綜上所述，LJP-A和LJP-N對DPPH均具有良好的清除能力，且二者對H2O2誘導紅細胞氧化性溶血具有較好的抑制作用，這可能和LJP-N和LJP-A中含有較多的阿拉伯半乳聚糖密切相關；而酸性糖組分LJP-A對羥基自由基和ABTS自由基的清除能力明顯強于中性糖組分，且呈現一定的濃度依賴性，推測可能是由于LJP-A中含量較高的半乳糖醛酸發揮了重要作用。說明金銀花多糖中中性糖組分和酸性糖組分在抗氧化的機制方面存在差異，金銀花多糖可以通過多種途徑發揮抗氧化的作用。金銀花多糖的不同級分表現出不同的體外抗氧化活性。綜合運用上述4種氧化劑檢測方法從不同角度系統評價了金銀花的抗氧化活性，避免了單一抗氧化方法評價抗氧化活性的片面和不足，可為金銀花多糖在天然抗氧化劑方面的研究和綜合開發利用奠定數據基礎。

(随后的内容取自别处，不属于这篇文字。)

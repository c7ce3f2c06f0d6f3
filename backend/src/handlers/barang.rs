//! HTTP handlers for the catalog

use axum::{
    extract::{Path, Query, State},
    http::StatusCode,
    Json,
};
use uuid::Uuid;

use shared::{Action, Barang, Resource};

use crate::error::AppResult;
use crate::middleware::{check_permission, CurrentUser};
use crate::services::barang::{BarangFilter, CreateBarangInput, UpdateBarangInput};
use crate::services::BarangService;
use crate::AppState;

pub async fn list_barang(
    State(state): State<AppState>,
    current_user: CurrentUser,
    Query(filter): Query<BarangFilter>,
) -> AppResult<Json<Vec<Barang>>> {
    check_permission(&current_user.0, Resource::Barang, Action::View)?;
    let barang = BarangService::from_state(&state).list(&filter).await?;
    Ok(Json(barang))
}

pub async fn get_barang(
    State(state): State<AppState>,
    current_user: CurrentUser,
    Path(id): Path<Uuid>,
) -> AppResult<Json<Barang>> {
    check_permission(&current_user.0, Resource::Barang, Action::View)?;
    let barang = BarangService::from_state(&state).get(id).await?;
    Ok(Json(barang))
}

pub async fn create_barang(
    State(state): State<AppState>,
    current_user: CurrentUser,
    Json(input): Json<CreateBarangInput>,
) -> AppResult<(StatusCode, Json<Barang>)> {
    check_permission(&current_user.0, Resource::Barang, Action::Create)?;
    let barang = BarangService::from_state(&state).create(input).await?;
    Ok((StatusCode::CREATED, Json(barang)))
}

pub async fn update_barang(
    State(state): State<AppState>,
    current_user: CurrentUser,
    Path(id): Path<Uuid>,
    Json(input): Json<UpdateBarangInput>,
) -> AppResult<Json<Barang>> {
    check_permission(&current_user.0, Resource::Barang, Action::Edit)?;
    let barang = BarangService::from_state(&state).update(id, input).await?;
    Ok(Json(barang))
}

pub async fn delete_barang(
    State(state): State<AppState>,
    current_user: CurrentUser,
    Path(id): Path<Uuid>,
) -> AppResult<StatusCode> {
    check_permission(&current_user.0, Resource::Barang, Action::Delete)?;
    BarangService::from_state(&state).delete(id).await?;
    Ok(StatusCode::NO_CONTENT)
}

圖6 金銀花多糖組分 LJP-N和LJP-A 的體外抗氧化活性Fig.6 Antioxidant activity in vitro of L.japonica polysaccharide fractions LJP-N and LJP-A

3 結論與討論

通過熱水煮提制備金銀花粗多糖LJP，隨后采用DEAE-纖維素柱層析聯合分子篩Sepharose CL-6B對LJP進行分離純化得到1種中性糖組分LJP-N和1種酸性糖組分LJP-A，前者可能為淀粉樣葡聚糖和阿拉伯半乳聚糖組成的混合物，平均分子量約為6 kDa；后者可能為同型聚半乳糖醛酸以及少量的阿拉伯半乳聚糖組成的混合物，平均分子量約為400 kDa。通過檢測金銀花多糖各組成成分對DPPH、羥基自由基和ABTS的清除能力和對H2O2誘導紅細胞氧化性溶血的抑制作用，綜合分析了LJP-N和LJP-A的體外抗氧化活性，其中，LJP-A對DPPH、羥基自由基和ABTS均具有良好的清除能力，而LJP-N僅對DPPH自由基具有較強的清除能力；LJP-A和LJP-N對H2O2誘導紅細胞氧化性溶血均具有較好的抑制作用，且均呈現一定的濃度依賴性。推測，金銀花多糖能夠通過多種途徑發揮自身的抗氧化作用。該研究結果將為金銀花多糖開發具有抗氧化功能的藥品或保健品提供試驗基礎，進而對金銀花的深度開發和利用有一定的促進作用。